= Exercise =
Reproduce the records below exactly, with nothing altered.

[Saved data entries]

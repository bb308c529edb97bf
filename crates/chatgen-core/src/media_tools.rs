//! Provider-backed tools with automatic failover
//!
//! Each tool calls the requested (or default) provider first. When that fails, the
//! fallback cascade continues from the next provider in the task's order.

use crate::cascade::{validate_edit_source, CascadeSuccess, FallbackCascade};
use crate::error::{CascadeError, CascadeFailure, EngineError, FailureList};
use crate::tools::ToolCategory;
use crate::{ChatContext, StaticToolRegistry, Tool, ToolResponse};
use anyhow::{anyhow, Result};
use chatgen_providers::{MediaRequest, ProviderId, ProviderReply, TaskKind};
use serde_json::Value;
use std::sync::Arc;
use tracing::{debug, info};

const MEDIA_CATEGORIES: [ToolCategory; 7] = [
    ToolCategory::Image,
    ToolCategory::Video,
    ToolCategory::ImageEdit,
    ToolCategory::Chat,
    ToolCategory::Speech,
    ToolCategory::Music,
    ToolCategory::Translation,
];

/// Keys consumed by the tool itself rather than forwarded to the provider.
const RESERVED_KEYS: [&str; 7] = [
    "prompt",
    "text",
    "image_url",
    "target_language",
    "provider",
    "service",
    "question",
];

fn str_arg<'a>(args: &'a Value, key: &str) -> Option<&'a str> {
    args.get(key)
        .and_then(|v| v.as_str())
        .map(str::trim)
        .filter(|s| !s.is_empty())
}

pub struct MediaTool {
    category: ToolCategory,
    task: TaskKind,
    cascade: Arc<FallbackCascade>,
}

impl MediaTool {
    pub fn new(category: ToolCategory, cascade: Arc<FallbackCascade>) -> Option<Self> {
        let task = category.task()?;
        Some(Self {
            category,
            task,
            cascade,
        })
    }

    fn request_from_args(&self, args: &Value) -> Result<MediaRequest> {
        let prompt = match self.category {
            ToolCategory::Speech | ToolCategory::Translation => {
                str_arg(args, "text").or_else(|| str_arg(args, "prompt"))
            }
            _ => str_arg(args, "prompt"),
        }
        .ok_or_else(|| anyhow!("missing 'prompt' for {}", self.task))?;

        let mut extra = serde_json::Map::new();
        if let Value::Object(map) = args {
            for (key, value) in map {
                if !RESERVED_KEYS.contains(&key.as_str()) {
                    extra.insert(key.clone(), value.clone());
                }
            }
        }

        Ok(MediaRequest {
            prompt: prompt.to_string(),
            image_url: str_arg(args, "image_url").map(str::to_string),
            target_language: str_arg(args, "target_language").map(str::to_string),
            extra,
        })
    }

    /// Requested provider when it can serve the task, else the head of the task's order.
    fn primary_provider(&self, args: &Value) -> Option<ProviderId> {
        let requested = str_arg(args, "provider")
            .or_else(|| str_arg(args, "service"))
            .and_then(|name| name.parse::<ProviderId>().ok())
            .filter(|p| p.supports(self.task));
        requested
            .or_else(|| self.cascade.order().next_provider(self.task, &[]))
            .or(match self.task {
                TaskKind::Chat => Some(ProviderId::Gemini),
                TaskKind::Music => Some(ProviderId::Suno),
                _ => None,
            })
    }

    fn success(reply: ProviderReply, provider: ProviderId) -> ToolResponse {
        match reply {
            ProviderReply::Url(url) => ToolResponse::media(url, provider),
            ProviderReply::Text(text) => ToolResponse {
                provider: Some(provider),
                ..ToolResponse::text(text)
            },
            ProviderReply::Failed(reason) => ToolResponse::failure(reason),
        }
    }

    fn failure(&self, err: CascadeError, ctx: &ChatContext) -> ToolResponse {
        ToolResponse::failure(EngineError::from(err).user_message(ctx.language))
    }
}

#[async_trait::async_trait]
impl Tool for MediaTool {
    async fn execute(&self, args: Value, ctx: &ChatContext) -> Result<ToolResponse> {
        let request = self.request_from_args(&args)?;
        if self.task == TaskKind::ImageEdit {
            if let Err(e) = validate_edit_source(&request) {
                return Ok(self.failure(e, ctx));
            }
        }

        let Some(primary) = self.primary_provider(&args) else {
            return Ok(self.failure(
                CascadeError::AllFailed(CascadeFailure {
                    task: self.task,
                    failures: FailureList::new(),
                }),
                ctx,
            ));
        };
        debug!(chat_id = %ctx.chat_id, "{} via {}", self.task, primary);

        let reason = match self.cascade.attempt(ctx, self.task, primary, &request).await {
            Ok(reply) => return Ok(Self::success(reply, primary)),
            Err(reason) => reason,
        };

        info!(
            chat_id = %ctx.chat_id,
            "{} failed for {}, starting fallback", primary, self.task
        );
        let outcome = if self.task == TaskKind::ImageEdit {
            self.cascade.edit_image(ctx, &request, Some(primary)).await
        } else {
            self.cascade.run(ctx, self.task, &request, &[primary]).await
        };

        Ok(match outcome {
            Ok(CascadeSuccess {
                provider, reply, ..
            }) => Self::success(reply, provider),
            Err(CascadeError::AllFailed(mut failure)) => {
                let mut failures = FailureList::new();
                failures.push(primary, reason);
                for f in failure.failures.iter() {
                    failures.push(f.provider, f.reason.clone());
                }
                failure.failures = failures;
                self.failure(CascadeError::AllFailed(failure), ctx)
            }
            Err(other) => self.failure(other, ctx),
        })
    }
}

/// Register one provider-backed tool per media operation.
pub fn register_media_tools(registry: &mut StaticToolRegistry, cascade: Arc<FallbackCascade>) {
    for category in MEDIA_CATEGORIES {
        let (Some(name), Some(tool)) = (
            category.operation(),
            MediaTool::new(category, cascade.clone()),
        ) else {
            continue;
        };
        registry.register(name, Arc::new(tool));
    }
}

= Solution to this task =
repository bb308c529edb97bf
filename crates/chatgen-core/src/media_tools.rs
//! Provider-backed tools with automatic failover
//!
//! Each tool calls the requested (or default) provider first. When that fails, the
//! fallback cascade continues from the next provider in the task's order.

use crate::cascade::{validate_edit_source, CascadeSuccess, FallbackCascade};
use crate::error::{CascadeError, CascadeFailure, EngineError, FailureList};
use crate::tools::ToolCategory;
use crate::{ChatContext, StaticToolRegistry, Tool, ToolResponse};
use anyhow::{anyhow, Result};
use chatgen_providers::{MediaRequest, ProviderId, ProviderReply, TaskKind};
use serde_json::Value;
use std::sync::Arc;
use tracing::{debug, info};

const MEDIA_CATEGORIES: [ToolCategory; 7] = [
    ToolCategory::Image,
    ToolCategory::Video,
    ToolCategory::ImageEdit,
    ToolCategory::Chat,
    ToolCategory::Speech,
    ToolCategory::Music,
    ToolCategory::Translation,
];

/// Keys consumed by the tool itself rather than forwarded to the provider.
const RESERVED_KEYS: [&str; 7] = [
    "prompt",
    "text",
    "image_url",
    "target_language",
    "provider",
    "service",
    "question",
];

fn str_arg<'a>(args: &'a Value, key: &str) -> Option<&'a str> {
    args.get(key)
        .and_then(|v| v.as_str())
        .map(str::trim)
        .filter(|s| !s.is_empty())
}

pub struct MediaTool {
    category: ToolCategory,
    task: TaskKind,
    cascade: Arc<FallbackCascade>,
}

impl MediaTool {
    pub fn new(category: ToolCategory, cascade: Arc<FallbackCascade>) -> Option<Self> {
        let task = category.task()?;
        Some(Self {
            category,
            task,
            cascade,
        })
    }

    fn request_from_args(&self, args: &Value) -> Result<MediaRequest> {
        let prompt = match self.category {
            ToolCategory::Speech | ToolCategory::Translation => {
                str_arg(args, "text").or_else(|| str_arg(args, "prompt"))
            }
            _ => str_arg(args, "prompt"),
        }
        .ok_or_else(|| anyhow!("missing 'prompt' for {}", self.task))?;

        let mut extra = serde_json::Map::new();
        if let Value::Object(map) = args {
            for (key, value) in map {
                if !RESERVED_KEYS.contains(&key.as_str()) {
                    extra.insert(key.clone(), value.clone());
                }
            }
        }

        Ok(MediaRequest {
            prompt: prompt.to_string(),
            image_url: str_arg(args, "image_url").map(str::to_string),
            target_language: str_arg(args, "target_language").map(str::to_string),
            extra,
        })
    }

    /// Requested provider when it can serve the task, else the head of the task's order.
    fn primary_provider(&self, args: &Value) -> Option<ProviderId> {
        let requested = str_arg(args, "provider")
            .or_else(|| str_arg(args, "service"))
            .and_then(|name| name.parse::<ProviderId>().ok())
            .filter(|p| p.supports(self.task));
        requested
            .or_else(|| self.cascade.order().next_provider(self.task, &[]))
            .or(match self.task {
                TaskKind::Chat => Some(ProviderId::Gemini),
                TaskKind::Music => Some(ProviderId::Suno),
                _ => None,
            })
    }

    fn success(reply: ProviderReply, provider: ProviderId) -> ToolResponse {
        match reply {
            ProviderReply::Url(url) => ToolResponse::media(url, provider),
            ProviderReply::Text(text) => ToolResponse {
                provider: Some(provider),
                ..ToolResponse::text(text)
            },
            ProviderReply::Failed(reason) => ToolResponse::failure(reason),
        }
    }

    fn failure(&self, err: CascadeError, ctx: &ChatContext) -> ToolResponse {
        ToolResponse::failure(EngineError::from(err).user_message(ctx.language))
    }
}

#[async_trait::async_trait]
impl Tool for MediaTool {
    async fn execute(&self, args: Value, ctx: &ChatContext) -> Result<ToolResponse> {
        let request = self.request_from_args(&args)?;
        if self.task == TaskKind::ImageEdit {
            if let Err(e) = validate_edit_source(&request) {
                return Ok(self.failure(e, ctx));
            }
        }

        let Some(primary) = self.primary_provider(&args) else {
            return Ok(self.failure(
                CascadeError::AllFailed(CascadeFailure {
                    task: self.task,
                    failures: FailureList::new(),
                }),
                ctx,
            ));
        };
        debug!(chat_id = %ctx.chat_id, "{} via {}", self.task, primary);

        let reason = match self.cascade.attempt(ctx, self.task, primary, &request).await {
            Ok(reply) => return Ok(Self::success(reply, primary)),
            Err(reason) => reason,
        };

        info!(
            chat_id = %ctx.chat_id,
            "{} failed for {}, starting fallback", primary, self.task
        );
        let outcome = if self.task == TaskKind::ImageEdit {
            self.cascade.edit_image(ctx, &request, Some(primary)).await
        } else {
            self.cascade.run(ctx, self.task, &request, &[primary]).await
        };

        Ok(match outcome {
            Ok(CascadeSuccess {
                provider, reply, ..
            }) => Self::success(reply, provider),
            Err(CascadeError::AllFailed(mut failure)) => {
                let mut failures = FailureList::new();
                failures.push(primary, reason);
                for f in failure.failures.iter() {
                    failures.push(f.provider, f.reason.clone());
                }
                failure.failures = failures;
                self.failure(CascadeError::AllFailed(failure), ctx)
            }
            Err(other) => self.failure(other, ctx),
        })
    }
}

/// Register one provider-backed tool per media operation.
pub fn register_media_tools(registry: &mut StaticToolRegistry, cascade: Arc<FallbackCascade>) {
    for category in MEDIA_CATEGORIES {
        let (Some(name), Some(tool)) = (
            category.operation(),
            MediaTool::new(category, cascade.clone()),
        ) else {
            continue;
        };
        registry.register(name, Arc::new(tool));
    }
}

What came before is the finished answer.